States across the country have seen a rise in rental rates due the number foreclosures and homeowners who have now become renters. Illinois is no exception. ‘Out of Reach 2016’ is a report recently released by the research and advocacy group, National Low Income Housing Coalition out of Washington, D.C., and the Housing Action Illinois organization, a statewide coalition that advocates for the expansion and availability of quality affordable housing.

In order to be able to afford a modest two-bedroom apartment in Illinois, renters need to earn $19.98 per hour or $41,567 per year, according to the report. For areas that are on the outskirts of the Chicago metropolitan area, a $19.98 rental wage is necessary and the housing wage increases to a minimum of $22.26 when you look at rental rates in the city of Chicago. But these figures are out of step with the current minimum wage amount. Currently minimum wage in Illinois is $8.25 and even with a promise of success in the “Fight for $15,” most people will still need some form of housing subsidy or assistance.

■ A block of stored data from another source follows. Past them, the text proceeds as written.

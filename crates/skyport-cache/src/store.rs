use std::collections::HashMap;

use async_trait::async_trait;

use skyport_types::{update_check::UpdateCheckCacheResponse, LabelMetrics, MetricKind, StoreError};

/// The cache/metrics store gateway (spec §4.C). All three families of
/// operations are best-effort: the acquisition endpoint must treat any
/// error here as a cache miss rather than a request failure (spec §7).
#[async_trait]
pub trait CacheStore: Send + Sync {
    async fn get_cached(
        &self,
        deployment_key_hash: &str,
        url: &str,
    ) -> Result<Option<UpdateCheckCacheResponse>, StoreError>;

    async fn set_cached(
        &self,
        deployment_key_hash: &str,
        url: &str,
        response: &UpdateCheckCacheResponse,
    ) -> Result<(), StoreError>;

    /// Purges every entry cached under `deployment_key_hash`.
    async fn invalidate(&self, deployment_key_hash: &str) -> Result<(), StoreError>;

    async fn increment_label(&self, deployment_key: &str, label: &str, status: MetricKind) -> Result<(), StoreError>;

    async fn clear_metrics(&self, deployment_key: &str) -> Result<(), StoreError>;

    /// Reads every label's rolling counters for the management surface's
    /// metrics endpoint (spec §6), keyed by label string.
    async fn get_metrics(&self, deployment_key: &str) -> Result<HashMap<String, LabelMetrics>, StoreError>;

    /// The label a client currently has installed, if tracked. Used by the
    /// legacy `reportStatus/deploy` protocol (spec §4.H), which patches
    /// counters only when the reported label differs from this value.
    async fn get_active_label(&self, deployment_key: &str, client_unique_id: &str) -> Result<Option<String>, StoreError>;

    /// Atomically swaps the client's active label: decrements `Active` for
    /// `old_label` (if any) and increments it for `new_label` (spec §4.C.3).
    async fn update_active_app_for_client(
        &self,
        deployment_key: &str,
        client_unique_id: &str,
        new_label: &str,
        old_label: Option<&str>,
    ) -> Result<(), StoreError>;

    /// Decrements `Active` for the client's current label without
    /// recording a replacement.
    async fn remove_client_active_label(
        &self,
        deployment_key: &str,
        client_unique_id: &str,
    ) -> Result<(), StoreError>;

    /// Cheap connectivity probe for `GET /health` (spec §6).
    async fn health_check(&self) -> Result<(), StoreError>;
}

Housing Action Illinois Policy Director Bob Palmer said, “It’s an unacceptable situation, housing should be affordable enough that a family can pay rent and still put food on the table. Instead, minimum wage workers in our state face un-affordable rates whether they live in Chicago, Bloomington, or Cairo.”

Because there is such a large disparity in rental rates and income in many communities, the state provides funding that helps to alleviate that burden through programs and organizations that provide housing assistance and in many cases, temporary or transitional housing for the homeless or those facing homelessness.

Nearly $225 million in state funding is for human services programs that provide relief to homeless shelters, supportive housing, rental subsidies and housing construction is being held hostage and should’ve been available 11 months ago had a budget passed.

“The state budget impasse has been causing people to become homeless. We urge Governor Rauner to help by signing the emergency spending bill,” said Palmer. The real estate market in Chicago is booming, but only for the population that can afford it. While state legislators struggle to come to some type of bipartisan agreement on this budget crisis, the average cost of rent and utilities for a two-bedroom apartment in Illinois had risen to $1039 per month. Palmer says the Housing Action Illinois advocates on behalf of those who don’t have a say, but state laws, city ordinances and zoning regulations make it difficult to build affordable housing in Illinois.

“We support policies that have developers coming into the city to incorporate inclusionary housing.” Social service programs are always lowest on a state budget totem pole and almost always the hardest hit and deeply impacted. Palmer says the state budget impasse is making a bad situation worse, “We know that agencies had to reduce their intake of clients and in some cases reduce staff resulting in more homelessness. The state had never made an adequate investment in affordable housing and addressing homelessness to begin with,” he said.